Soviet heavy tank prototype of the 1930s

The SMK was an armored vehicle prototype developed by the Soviet Union prior to the Second World War. It was named after Sergei Mironovich Kirov, a Communist Party official assassinated in 1934. The SMK was discovered and classified by German intelligence as the T-35C, leading to the misunderstanding that the T-35 took part in the Winter War.

Only one was built and after a trial showing the downsides of its weight and size against the KV tank and brief use in the war with Finland, the project was dropped.

==Design and development==
The SMK was among the designs competing to replace the unreliable and expensive T-35 multi-turreted heavy tank.

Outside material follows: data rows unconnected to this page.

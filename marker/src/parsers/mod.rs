//! Parsers for artifacts produced inside the sandbox.

pub mod grade_report_parser;
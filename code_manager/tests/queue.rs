//tests/queue.rs
use code_manager::manager::manager::GradeManager;
use code_runner::GradeTaskExecutor;
use std::sync::Arc;
use std::sync::atomic::{AtomicUsize, Ordering};
use tokio::time::{Duration, Instant, sleep};
use util::test_helpers::test_config;

const RUN_TIME: Duration = Duration::from_millis(500);

fn manager(max_concurrent: usize) -> (GradeManager, tempfile::TempDir) {
    let dir = tempfile::tempdir().unwrap();
    let executor = GradeTaskExecutor::from_config(Arc::new(test_config(dir.path())));
    (GradeManager::new(Arc::new(executor), max_concurrent), dir)
}

/// Submits `total` mock runs and returns (elapsed, max observed concurrency, outputs).
async fn run_mocks(manager: &GradeManager, total: usize, label: &str) -> (Duration, usize, Vec<String>) {
    let running = Arc::new(AtomicUsize::new(0));
    let max_observed = Arc::new(AtomicUsize::new(0));
    let start = Instant::now();

    let handles: Vec<_> = (0..total)
        .map(|i| {
            let mgr = manager.clone();
            let running = Arc::clone(&running);
            let max_observed = Arc::clone(&max_observed);
            let label = format!("{label}_{i}");
            tokio::spawn(async move {
                mgr.submit(async move {
                    let current = running.fetch_add(1, Ordering::SeqCst) + 1;
                    max_observed.fetch_max(current, Ordering::SeqCst);
                    sleep(RUN_TIME).await;
                    running.fetch_sub(1, Ordering::SeqCst);
                    format!("ran {label}")
                })
                .await
            })
        })
        .collect();

    let outputs = futures::future::join_all(handles)
        .await
        .into_iter()
        .map(|r| r.expect("task should not panic").expect("work should not panic"))
        .collect();
    (start.elapsed(), max_observed.load(Ordering::SeqCst), outputs)
}

#[tokio::test(flavor = "multi_thread", worker_threads = 4)]
async fn test_queue_respects_max_concurrency() {
    let (manager, _dir) = manager(2);
    let (elapsed, max_observed, outputs) = run_mocks(&manager, 5, "file").await;

    for (i, output) in outputs.iter().enumerate() {
        assert_eq!(output, &format!("ran file_{i}"));
    }
    assert!(max_observed <= 2, "observed {max_observed} concurrent runs");
    // ceil(5 / 2) rounds of RUN_TIME
    assert!(elapsed >= RUN_TIME * 3 - Duration::from_millis(100), "{elapsed:?}");
    assert!(elapsed <= Duration::from_secs(5), "{elapsed:?}");
    assert_eq!(manager.stats().running, 0);
    assert_eq!(manager.stats().waiting, 0);
}

#[tokio::test(flavor = "multi_thread", worker_threads = 2)]
async fn test_queue_serialises_with_single_slot() {
    let (manager, _dir) = manager(1);
    let (elapsed, max_observed, _) = run_mocks(&manager, 3, "script").await;

    assert_eq!(max_observed, 1);
    assert!(elapsed >= RUN_TIME * 3 - Duration::from_millis(100), "{elapsed:?}");
}

#[tokio::test(flavor = "multi_thread", worker_threads = 4)]
async fn test_queue_with_no_waiting() {
    let (manager, _dir) = manager(5);
    let (elapsed, max_observed, outputs) = run_mocks(&manager, 3, "app").await;

    assert_eq!(outputs.len(), 3);
    assert_eq!(max_observed, 3);
    assert!(elapsed < RUN_TIME * 2, "{elapsed:?}");
}

#[tokio::test(flavor = "multi_thread", worker_threads = 4)]
async fn test_concurrent_managers_are_independent() {
    let (manager1, _dir1) = manager(2);
    let (manager2, _dir2) = manager(1);

    let ((_, max1, out1), (_, max2, out2)) = tokio::join!(
        run_mocks(&manager1, 3, "mgr1"),
        run_mocks(&manager2, 2, "mgr2")
    );
    assert!(max1 <= 2);
    assert_eq!(max2, 1);
    assert_eq!(out1.len(), 3);
    assert_eq!(out2.len(), 2);
}

#[tokio::test(flavor = "multi_thread", worker_threads = 2)]
async fn test_slot_is_released_when_work_panics() {
    let (manager, _dir) = manager(1);
    let result = manager.submit(async { Option::<u8>::None.expect("boom") }).await;
    assert!(result.is_err());
    assert_eq!(manager.stats().running, 0);

    let value = manager.submit(async { 7 }).await.unwrap();
    assert_eq!(value, 7);
}

#[tokio::test(flavor = "multi_thread", worker_threads = 2)]
async fn test_stats_report_waiting_work() {
    let (manager, _dir) = manager(1);
    let first = {
        let mgr = manager.clone();
        tokio::spawn(async move { mgr.submit(sleep(RUN_TIME)).await })
    };
    let second = {
        let mgr = manager.clone();
        tokio::spawn(async move { mgr.submit(sleep(RUN_TIME)).await })
    };
    sleep(Duration::from_millis(150)).await;

    let stats = manager.stats();
    assert_eq!(stats.running, 1);
    assert_eq!(stats.waiting, 1);
    assert_eq!(stats.max_concurrent, 1);

    first.await.unwrap().unwrap();
    second.await.unwrap().unwrap();
    assert_eq!(manager.stats().running, 0);
}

A design team under Josef Kotin at the Kirovski Works (formerly the Putilov Works) at Leningrad designed the tank. Competition came from the former OKMO designer N. Barykov at the Bolshevik Plant with their T-100 tank.

In spite of the lessons that could have been learned during the Spanish Civil War, the specification drawn up for the "Anti-Tank Gun Destroyer" in 1937 required the ability to withstand 45 mm anti-tank guns at point-blank range and 75 mm artillery fire at 1200 m.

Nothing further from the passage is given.